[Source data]
════════════════

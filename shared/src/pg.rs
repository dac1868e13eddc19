use std::collections::HashSet;

use async_trait::async_trait;
use chrono::Utc;
use diesel::prelude::*;
use diesel::PgConnection;
use diesel_async::pooled_connection::bb8::Pool;
use diesel_async::pooled_connection::AsyncDieselConnectionManager;
use diesel_async::{AsyncConnection, AsyncPgConnection, RunQueryDsl};
use diesel_migrations::{embed_migrations, EmbeddedMigrations, MigrationHarness};
use tracing::info;
use uuid::Uuid;

use crate::checkout::{ensure_stock, NewOrderRequest};
use crate::models::*;
use crate::schema::*;
use crate::store::{assemble_aggregates, Store};
use crate::{
    AdminCredentials, Customer, Order, OrderAggregate, OrderLine, OrderStatus, OrderValidation,
    StoreError, ValidationEvent, Weapon, WeaponCategory,
};

pub const MIGRATIONS: EmbeddedMigrations = embed_migrations!("migrations");

type DbPool = Pool<AsyncPgConnection>;

/// Applies pending migrations over a blocking connection.
pub fn run_migrations(database_url: &str) -> anyhow::Result<()> {
    let mut conn = PgConnection::establish(database_url)?;
    let applied = conn
        .run_pending_migrations(MIGRATIONS)
        .map_err(|e| anyhow::anyhow!("Migration error: {}", e))?;
    info!("Applied {} pending migrations", applied.len());
    Ok(())
}

#[derive(Clone)]
pub struct PgStore {
    pool: DbPool,
}

impl PgStore {
    pub fn new(pool: DbPool) -> Self {
        Self { pool }
    }

    pub async fn connect(database_url: &str) -> anyhow::Result<Self> {
        let config = AsyncDieselConnectionManager::<AsyncPgConnection>::new(database_url);
        let pool = Pool::builder().build(config).await?;
        Ok(Self::new(pool))
    }
}

fn load_weapons(rows: Vec<WeaponRow>) -> Vec<Weapon> {
    rows.into_iter().map(Weapon::from).collect()
}

async fn load_aggregates(
    conn: &mut AsyncPgConnection,
    orders: Vec<Order>,
) -> Result<Vec<OrderAggregate>, StoreError> {
    if orders.is_empty() {
        return Ok(Vec::new());
    }
    let order_ids: Vec<Uuid> = orders.iter().map(|o| o.id).collect();
    let customer_ids: Vec<Uuid> = orders
        .iter()
        .map(|o| o.customer_id)
        .collect::<HashSet<_>>()
        .into_iter()
        .collect();

    let customers: Vec<Customer> = customers::table
        .filter(customers::id.eq_any(&customer_ids))
        .select(CustomerRow::as_select())
        .load::<CustomerRow>(conn)
        .await?
        .into_iter()
        .map(Customer::from)
        .collect();

    let items: Vec<_> = order_items::table
        .filter(order_items::order_id.eq_any(&order_ids))
        .order(order_items::created_at.asc())
        .select(OrderItemRow::as_select())
        .load::<OrderItemRow>(conn)
        .await?
        .into_iter()
        .map(crate::OrderItem::from)
        .collect();

    let weapon_ids: Vec<Uuid> = items
        .iter()
        .map(|i: &crate::OrderItem| i.weapon_id)
        .collect::<HashSet<_>>()
        .into_iter()
        .collect();
    let weapons = load_weapons(
        weapons::table
            .filter(weapons::id.eq_any(&weapon_ids))
            .select(WeaponRow::as_select())
            .load::<WeaponRow>(conn)
            .await?,
    );

    let documents = order_documents::table
        .filter(order_documents::order_id.eq_any(&order_ids))
        .order(order_documents::uploaded_at.asc())
        .select(OrderDocumentRow::as_select())
        .load::<OrderDocumentRow>(conn)
        .await?
        .into_iter()
        .map(crate::OrderDocument::from)
        .collect();

    Ok(assemble_aggregates(orders, customers, items, weapons, documents))
}

async fn insert_order(
    conn: &mut AsyncPgConnection,
    request: NewOrderRequest,
) -> Result<Order, StoreError> {
    conn.transaction::<_, StoreError, _>(|conn| {
        Box::pin(async move {
            let weapon_ids: Vec<Uuid> = request.lines.iter().map(|l| l.weapon_id).collect();
            let locked = load_weapons(
                weapons::table
                    .filter(weapons::id.eq_any(&weapon_ids))
                    .select(WeaponRow::as_select())
                    .for_update()
                    .load::<WeaponRow>(conn)
                    .await?,
            );
            ensure_stock(&request.lines, &locked)?;

            let form = &request.customer;
            let customer_id: Uuid = diesel::insert_into(customers::table)
                .values(&NewCustomerRow {
                    id: Uuid::new_v4(),
                    full_name: &form.full_name,
                    dni: &form.dni,
                    email: &form.email,
                    phone: &form.phone,
                    address: &form.address,
                })
                .on_conflict(customers::dni)
                .do_update()
                .set(&CustomerChangeset {
                    full_name: &form.full_name,
                    email: &form.email,
                    phone: &form.phone,
                    address: &form.address,
                })
                .returning(customers::id)
                .get_result(conn)
                .await?;

            let order_id = Uuid::new_v4();
            let inserted: OrderRow = diesel::insert_into(orders::table)
                .values(&NewOrderRow {
                    id: order_id,
                    order_number: request.order_number.clone(),
                    customer_id,
                    status: OrderStatus::Pendiente.as_str().to_string(),
                    total_amount: request.total(),
                    notes: request.notes.clone(),
                })
                .returning(OrderRow::as_returning())
                .get_result(conn)
                .await?;

            let items: Vec<NewOrderItemRow> = request
                .lines
                .iter()
                .map(|line| NewOrderItemRow {
                    id: Uuid::new_v4(),
                    order_id,
                    weapon_id: line.weapon_id,
                    quantity: line.quantity,
                    unit_price: line.unit_price.clone(),
                    subtotal: line.subtotal(),
                })
                .collect();
            diesel::insert_into(order_items::table)
                .values(&items)
                .execute(conn)
                .await?;

            if !request.documents.is_empty() {
                let documents: Vec<NewOrderDocumentRow> = request
                    .documents
                    .iter()
                    .map(|upload| NewOrderDocumentRow {
                        id: Uuid::new_v4(),
                        order_id,
                        document_type: upload.document_type.clone(),
                        file_url: upload.file_url(),
                        file_name: upload.file_name.clone(),
                    })
                    .collect();
                diesel::insert_into(order_documents::table)
                    .values(&documents)
                    .execute(conn)
                    .await?;
            }

            Ok(Order::from(inserted))
        })
    })
    .await
}

async fn apply_validation(
    conn: &mut AsyncPgConnection,
    order_id: Uuid,
    admin_user_id: Uuid,
    event: ValidationEvent,
    notes: Option<String>,
) -> Result<Order, StoreError> {
    conn.transaction::<_, StoreError, _>(|conn| {
        Box::pin(async move {
            let row = orders::table
                .find(order_id)
                .select(OrderRow::as_select())
                .for_update()
                .first::<OrderRow>(conn)
                .await
                .optional()?
                .ok_or_else(|| StoreError::not_found("Orden", order_id))?;

            let mut order = Order::from(row);
            order.apply_validation(event, admin_user_id, Utc::now())?;

            diesel::update(orders::table.find(order_id))
                .set(&OrderValidationChangeset::from(&order))
                .execute(conn)
                .await?;

            diesel::insert_into(order_validations::table)
                .values(&NewOrderValidationRow {
                    id: Uuid::new_v4(),
                    order_id,
                    admin_user_id,
                    validation_type: event.kind.as_str().to_string(),
                    status: event.decision.as_str().to_string(),
                    notes,
                })
                .execute(conn)
                .await?;

            Ok(order)
        })
    })
    .await
}

#[async_trait]
impl Store for PgStore {
    async fn list_categories(&self) -> Result<Vec<WeaponCategory>, StoreError> {
        let mut conn = self.pool.get().await?;
        let rows = weapon_categories::table
            .order(weapon_categories::name.asc())
            .select(WeaponCategoryRow::as_select())
            .load::<WeaponCategoryRow>(&mut conn)
            .await?;
        Ok(rows.into_iter().map(WeaponCategory::from).collect())
    }

    async fn list_weapons(&self, category_id: Option<Uuid>) -> Result<Vec<Weapon>, StoreError> {
        let mut conn = self.pool.get().await?;
        let mut query = weapons::table
            .order(weapons::name.asc())
            .select(WeaponRow::as_select())
            .into_boxed();
        if let Some(category_id) = category_id {
            query = query.filter(weapons::category_id.eq(category_id));
        }
        Ok(load_weapons(query.load::<WeaponRow>(&mut conn).await?))
    }

    async fn get_weapon(&self, id: Uuid) -> Result<Option<Weapon>, StoreError> {
        let mut conn = self.pool.get().await?;
        let row = weapons::table
            .find(id)
            .select(WeaponRow::as_select())
            .first::<WeaponRow>(&mut conn)
            .await
            .optional()?;
        Ok(row.map(Weapon::from))
    }

    async fn weapons_by_ids(&self, ids: &[Uuid]) -> Result<Vec<Weapon>, StoreError> {
        let mut conn = self.pool.get().await?;
        Ok(load_weapons(
            weapons::table
                .filter(weapons::id.eq_any(ids))
                .select(WeaponRow::as_select())
                .load::<WeaponRow>(&mut conn)
                .await?,
        ))
    }

    async fn find_customer_by_dni(&self, dni: &str) -> Result<Option<Customer>, StoreError> {
        let mut conn = self.pool.get().await?;
        let row = customers::table
            .filter(customers::dni.eq(dni))
            .select(CustomerRow::as_select())
            .first::<CustomerRow>(&mut conn)
            .await
            .optional()?;
        Ok(row.map(Customer::from))
    }

    async fn orders_by_number(&self, order_number: &str) -> Result<Vec<Order>, StoreError> {
        let mut conn = self.pool.get().await?;
        let rows = orders::table
            .filter(orders::order_number.eq(order_number))
            .order(orders::created_at.desc())
            .select(OrderRow::as_select())
            .load::<OrderRow>(&mut conn)
            .await?;
        Ok(rows.into_iter().map(Order::from).collect())
    }

    async fn orders_by_customer(&self, customer_id: Uuid) -> Result<Vec<Order>, StoreError> {
        let mut conn = self.pool.get().await?;
        let rows = orders::table
            .filter(orders::customer_id.eq(customer_id))
            .order(orders::created_at.desc())
            .select(OrderRow::as_select())
            .load::<OrderRow>(&mut conn)
            .await?;
        Ok(rows.into_iter().map(Order::from).collect())
    }

    async fn order_lines(&self, order_id: Uuid) -> Result<Vec<OrderLine>, StoreError> {
        let mut conn = self.pool.get().await?;
        let rows = order_items::table
            .left_join(weapons::table)
            .filter(order_items::order_id.eq(order_id))
            .order(order_items::created_at.asc())
            .select((
                OrderItemRow::as_select(),
                Option::<WeaponRow>::as_select(),
            ))
            .load::<(OrderItemRow, Option<WeaponRow>)>(&mut conn)
            .await?;

        rows.into_iter()
            .map(|(item, weapon)| -> Result<OrderLine, StoreError> {
                Ok(OrderLine {
                    item: item.into(),
                    weapon: weapon.map(Weapon::from),
                })
            })
            .collect()
    }

    async fn place_order(&self, request: NewOrderRequest) -> Result<Order, StoreError> {
        let mut conn = self.pool.get().await?;
        let order_number = request.order_number.clone();
        let order = insert_order(&mut conn, request).await?;
        info!("Order {} stored as {}", order_number, order.id);
        Ok(order)
    }

    async fn find_admin(&self, username: &str) -> Result<Option<AdminCredentials>, StoreError> {
        let mut conn = self.pool.get().await?;
        let row = admin_users::table
            .filter(admin_users::username.eq(username))
            .select(AdminUserRow::as_select())
            .first::<AdminUserRow>(&mut conn)
            .await
            .optional()?;
        Ok(row.map(AdminCredentials::try_from).transpose()?)
    }

    async fn ensure_admin(&self, credentials: &AdminCredentials) -> Result<bool, StoreError> {
        let mut conn = self.pool.get().await?;
        let inserted = diesel::insert_into(admin_users::table)
            .values(&NewAdminUserRow::from(credentials))
            .on_conflict(admin_users::username)
            .do_nothing()
            .execute(&mut conn)
            .await?;
        Ok(inserted == 1)
    }

    async fn list_order_aggregates(&self) -> Result<Vec<OrderAggregate>, StoreError> {
        let mut conn = self.pool.get().await?;
        let orders: Vec<Order> = orders::table
            .order(orders::created_at.desc())
            .select(OrderRow::as_select())
            .load::<OrderRow>(&mut conn)
            .await?
            .into_iter()
            .map(Order::from)
            .collect();
        load_aggregates(&mut conn, orders).await
    }

    async fn get_order_aggregate(&self, id: Uuid) -> Result<Option<OrderAggregate>, StoreError> {
        let mut conn = self.pool.get().await?;
        let row = orders::table
            .find(id)
            .select(OrderRow::as_select())
            .first::<OrderRow>(&mut conn)
            .await
            .optional()?;
        let Some(row) = row else {
            return Ok(None);
        };
        Ok(load_aggregates(&mut conn, vec![Order::from(row)])
            .await?
            .pop())
    }

    async fn record_validation(
        &self,
        order_id: Uuid,
        admin_user_id: Uuid,
        event: ValidationEvent,
        notes: Option<String>,
    ) -> Result<Order, StoreError> {
        let mut conn = self.pool.get().await?;
        let order = apply_validation(&mut conn, order_id, admin_user_id, event, notes).await?;
        info!(
            "Order {} {} {} by {}, status {}",
            order.order_number,
            event.kind.as_str(),
            event.decision.as_str(),
            admin_user_id,
            order.status
        );
        Ok(order)
    }

    async fn list_validations(&self, order_id: Uuid) -> Result<Vec<OrderValidation>, StoreError> {
        let mut conn = self.pool.get().await?;
        let rows = order_validations::table
            .filter(order_validations::order_id.eq(order_id))
            .order(order_validations::validated_at.desc())
            .select(OrderValidationRow::as_select())
            .load::<OrderValidationRow>(&mut conn)
            .await?;
        Ok(rows
            .into_iter()
            .map(OrderValidation::try_from)
            .collect::<Result<Vec<_>, _>>()?)
    }
}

════════════════

--- Exercise ---
Look above for lines with the word "OrderStatus" and copy them all.

--- Reply ---
    AdminCredentials, Customer, Order, OrderAggregate, OrderLine, OrderStatus, OrderValidation,
                    status: OrderStatus::Pendiente.as_str().to_string(),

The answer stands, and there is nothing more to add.